И когда Сергей Ганин пел сыну Альке свою любимую песню про «товарищей в тюрьмах, застенках холодных» и при этом «невольно зажмуривался», только ли о Марице Маргулис вспоминал он, как полагал чуткий шестилетний Алька, – может, и о ком-то другом, необязательно зарубежном?…
Скажу больше: а не нарочно ли Алькину «мамку» Гайдар сделал зарубежной комсомолкой, погибшей в застенке? Нет ли и здесь хитрости против строгой советской цензуры, чтобы, пробившись через нее, сказать и о наших, советских, невинных жертвах? Ведь сумел же Гайдар «внедрить» шестилетнего Альку в пионерский лагерь, хотя до пионеров тому было еще расти и расти… Алька же ему был нужен – и, как это ни жутко, нужна была гибель Альки, что видно опять же из записи в дневнике, когда книга еще писалась: «… Никто не знает, как мне жаль Альку. Как мне до боли жаль, что он в конце книги погибнет. И я ничего не могу изменить. Я могу только сделать все, что в моих силах, чтобы оставить крепкую память, горячую любовь к этому маленькому и верному человеку».

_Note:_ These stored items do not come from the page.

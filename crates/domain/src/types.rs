// Copyright (C) 2026 Fred Clausen
// Use of this source code is governed by an MIT-style
// license that can be found in the LICENSE file or at
// https://opensource.org/licenses/MIT.

use crate::error::DomainError;
use serde::{Deserialize, Serialize};
use std::str::FromStr;

/// Represents a pilot's employee identifier.
///
/// Pilot ids are the sole identifier for a pilot within the fleet roster.
#[derive(Debug, Clone, PartialEq, Eq, Hash, Serialize, Deserialize)]
pub struct PilotId {
    /// The identifier value.
    value: String,
}

impl PilotId {
    /// Creates a new `PilotId`.
    ///
    /// Identifiers are normalized to uppercase to ensure case-insensitive
    /// uniqueness.
    ///
    /// # Arguments
    ///
    /// * `value` - The identifier value (will be normalized to uppercase)
    #[must_use]
    pub fn new(value: &str) -> Self {
        Self {
            value: value.trim().to_uppercase(),
        }
    }

    /// Returns the identifier value.
    #[must_use]
    pub fn value(&self) -> &str {
        &self.value
    }

    /// Returns true if the identifier is empty after normalization.
    #[must_use]
    pub fn is_empty(&self) -> bool {
        self.value.is_empty()
    }
}

impl std::fmt::Display for PilotId {
    fn fmt(&self, f: &mut std::fmt::Formatter<'_>) -> std::fmt::Result {
        write!(f, "{}", self.value)
    }
}

/// Certification categories tracked for fleet pilots.
///
/// The set of known categories is closed; anything outside it is carried as
/// `Other` so an unrecognized category remains visible (and auditable)
/// rather than being silently collapsed into a lookup miss.
#[derive(Debug, Clone, PartialEq, Eq, Hash, Serialize, Deserialize)]
pub enum CertCategory {
    /// Simulator proficiency check.
    ProficiencyCheck,
    /// Line check flown under supervision.
    LineCheck,
    /// Aviation medical certificate.
    Medical,
    /// Instrument rating renewal.
    InstrumentRating,
    /// Dangerous goods handling certification.
    DangerousGoods,
    /// Crew resource management training.
    CrewResourceManagement,
    /// Aviation security awareness training.
    SecurityAwareness,
    /// Company identification card.
    IdCard,
    /// Passport, visa, or other travel document.
    TravelDocument,
    /// A category not in the closed set, carried verbatim.
    Other(String),
}
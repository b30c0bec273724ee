// Copyright (C) 2026 Fred Clausen
// Use of this source code is governed by an MIT-style
// license that can be found in the LICENSE file or at
// https://opensource.org/licenses/MIT.

use crate::{PeriodCapacitySummary, PlanSummary, period_capacity_summary, summarize_plan};
use fleet_cert_domain::{CertCategory, PilotId, PlanStatus, RenewalPlanEntry};
use std::collections::HashMap;
use time::macros::date;

fn make_entry(pilot: &str, category: CertCategory, period: &str) -> RenewalPlanEntry {
    RenewalPlanEntry::new(
        PilotId::new(pilot),
        category,
        date!(2026 - 03 - 15),
        date!(2026 - 02 - 10),
        period.to_string(),
        date!(2026 - 01 - 14),
        date!(2026 - 03 - 15),
        PlanStatus::Planned,
        5,
    )
    .unwrap()
}

#[test]
fn test_summarize_counts_by_category_and_period() {
    let entries: Vec<RenewalPlanEntry> = vec![
        make_entry("PX1001", CertCategory::Medical, "RP02/2026"),
        make_entry("PX1002", CertCategory::Medical, "RP03/2026"),
        make_entry("PX1003", CertCategory::LineCheck, "RP02/2026"),
    ];

    let summary: PlanSummary = summarize_plan(&entries);

    assert_eq!(summary.total_plans, 3);
    assert_eq!(summary.by_category.get("Medical"), Some(&2));
    assert_eq!(summary.by_category.get("Line Check"), Some(&1));
    assert_eq!(summary.by_roster_period.get("RP02/2026"), Some(&2));
    assert_eq!(summary.by_roster_period.get("RP03/2026"), Some(&1));
}

#[test]
fn test_summarize_empty_plan() {
    let summary: PlanSummary = summarize_plan(&[]);
    assert_eq!(summary.total_plans, 0);
    assert!(summary.by_category.is_empty());
    assert!(summary.by_roster_period.is_empty());
}

#[test]
fn test_period_summary_utilization() {
    let entries: Vec<RenewalPlanEntry> = vec![
        make_entry("PX1001", CertCategory::Medical, "RP02/2026"),
        make_entry("PX1002", CertCategory::Medical, "RP02/2026"),
        make_entry("PX1003", CertCategory::LineCheck, "RP02/2026"),
        make_entry("PX1004", CertCategory::Medical, "RP03/2026"),
    ];
    let mut capacity: HashMap<CertCategory, u32> = HashMap::new();
    capacity.insert(CertCategory::Medical, 4);
    capacity.insert(CertCategory::LineCheck, 2);

    let summary: PeriodCapacitySummary =
        period_capacity_summary("RP02/2026", &entries, &capacity);

    assert_eq!(summary.total_capacity, 6);
    assert_eq!(summary.total_planned, 3);
    assert!((summary.utilization_percentage - 50.0).abs() < f64::EPSILON);
    assert_eq!(summary.by_category.get("Medical").unwrap().planned, 2);
    assert_eq!(summary.by_category.get("Medical").unwrap().capacity, 4);
    assert_eq!(summary.by_category.get("Line Check").unwrap().planned, 1);
}

#[test]
fn test_period_summary_zero_capacity_reports_zero_utilization() {
    let entries: Vec<RenewalPlanEntry> =
        vec![make_entry("PX1001", CertCategory::Medical, "RP02/2026")];

    let summary: PeriodCapacitySummary =
        period_capacity_summary("RP02/2026", &entries, &HashMap::new());

    assert_eq!(summary.total_capacity, 0);
    assert_eq!(summary.total_planned, 1);
    assert!((summary.utilization_percentage - 0.0).abs() < f64::EPSILON);
    // The planned-but-uncapacitied category still appears.
    assert_eq!(summary.by_category.get("Medical").unwrap().capacity, 0);
    assert_eq!(summary.by_category.get("Medical").unwrap().planned, 1);
}

#[test]
fn test_period_summary_ignores_other_periods() {
    let entries: Vec<RenewalPlanEntry> = vec![
        make_entry("PX1001", CertCategory::Medical, "RP02/2026"),
        make_entry("PX1002", CertCategory::Medical, "RP03/2026"),
    ];
    let mut capacity: HashMap<CertCategory, u32> = HashMap::new();
    capacity.insert(CertCategory::Medical, 10);

    let summary: PeriodCapacitySummary =
        period_capacity_summary("RP03/2026", &entries, &capacity);

    assert_eq!(summary.total_planned, 1);
}
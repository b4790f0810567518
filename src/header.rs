use byteorder::{LittleEndian, ReadBytesExt};
use std::io::Read;

use crate::error::{BbfsError, Result};

/// `"bbfs"` read as a little-endian word.
pub const MAGIC: u32 = 0x7366_6262;
/// Fixed header bytes ahead of the TOC-layer protected region.
pub const HEADER_SIZE: usize = 20;

#[derive(Debug, Clone, Copy, PartialEq, Eq)]
pub struct ContainerHeader {
    pub version:        i32,
    /// Length field as stored, sign bit included.
    pub raw_toc_length: i32,
    /// Declared TOC length with the sign bit cleared, rounded up to a word.
    pub toc_length:     usize,
    /// Informational only; nothing in the lookup depends on it.
    pub entry_count:    i32,
}

impl ContainerHeader {
    /// Parse the fixed header from an already archive-layer-decrypted prefix.
    pub fn read<R: Read>(mut reader: R) -> Result<Self> {
        let magic = reader.read_u32::<LittleEndian>()?;
        if magic != MAGIC {
            return Err(BbfsError::InvalidMagic { found: magic });
        }
        let version        = reader.read_i32::<LittleEndian>()?;
        let raw_toc_length = reader.read_i32::<LittleEndian>()?;
        let entry_count    = reader.read_i32::<LittleEndian>()?;
        Ok(Self {
            version,
            raw_toc_length,
            toc_length: toc_length_from_raw(raw_toc_length),
            entry_count,
        })
    }
}

/// Clear the sign bit and round up to the next multiple of four.
pub fn toc_length_from_raw(raw: i32) -> usize {
    ((((raw as u32) & 0x7FFF_FFFF) + 3) & !3) as usize
}
//! Plain-text lists of names to extract.
//!
//! ```text
//! // title screen
//! data/title.bin
//! Sound/BGM/Title.at3
//! [END]
//! anything after the marker is ignored
//! ```

use std::collections::HashSet;
use std::fs;
use std::path::Path;

use crate::error::Result;

/// Line that ends a list.
pub const END_MARKER: &str = "[END]";
const COMMENT_PREFIX: &str = "//";

/// One name per line. Blank lines and `//` comments are skipped, parsing
/// stops at [`END_MARKER`], and repeated names keep their first position.
pub fn parse_file_list(text: &str) -> Vec<String> {
    let mut seen = HashSet::new();
    let mut names = Vec::new();
    for line in text.lines() {
        let line = line.trim();
        if line == END_MARKER {
            break;
        }
        if line.is_empty() || line.starts_with(COMMENT_PREFIX) {
            continue;
        }
        if seen.insert(line) {
            names.push(line.to_owned());
        }
    }
    names
}

pub fn read_file_list<P: AsRef<Path>>(path: P) -> Result<Vec<String>> {
    let text = fs::read_to_string(path)?;
    Ok(parse_file_list(&text))
}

Для чего же ему понадобилось губить своего любимого героя – тем более любимого, что прототипом Альки был его собственный сын? (В дневнике Гайдара есть об этом прямая запись: «Интересно, как будет читать и понимать он мою „Военную тайну“? Ведь Алька – это он сам».) Гайдар понимал, что гибель маленького обаятельного мальчишки, с добром и любовью относящегося ко всем хорошим людям, потрясет юных читателей и те запомнят каждую Алькину фразу, каждое, даже мимолетно брошенное, слово. А через них войдут в души читателей и его собственные, гайдаровские, мысли. Вот почему, вопреки собственным чувствам, вопреки просьбам ребят (иные прямо требовали, чтобы он пощадил Альку), писатель наотрез отказался спасать своего героя…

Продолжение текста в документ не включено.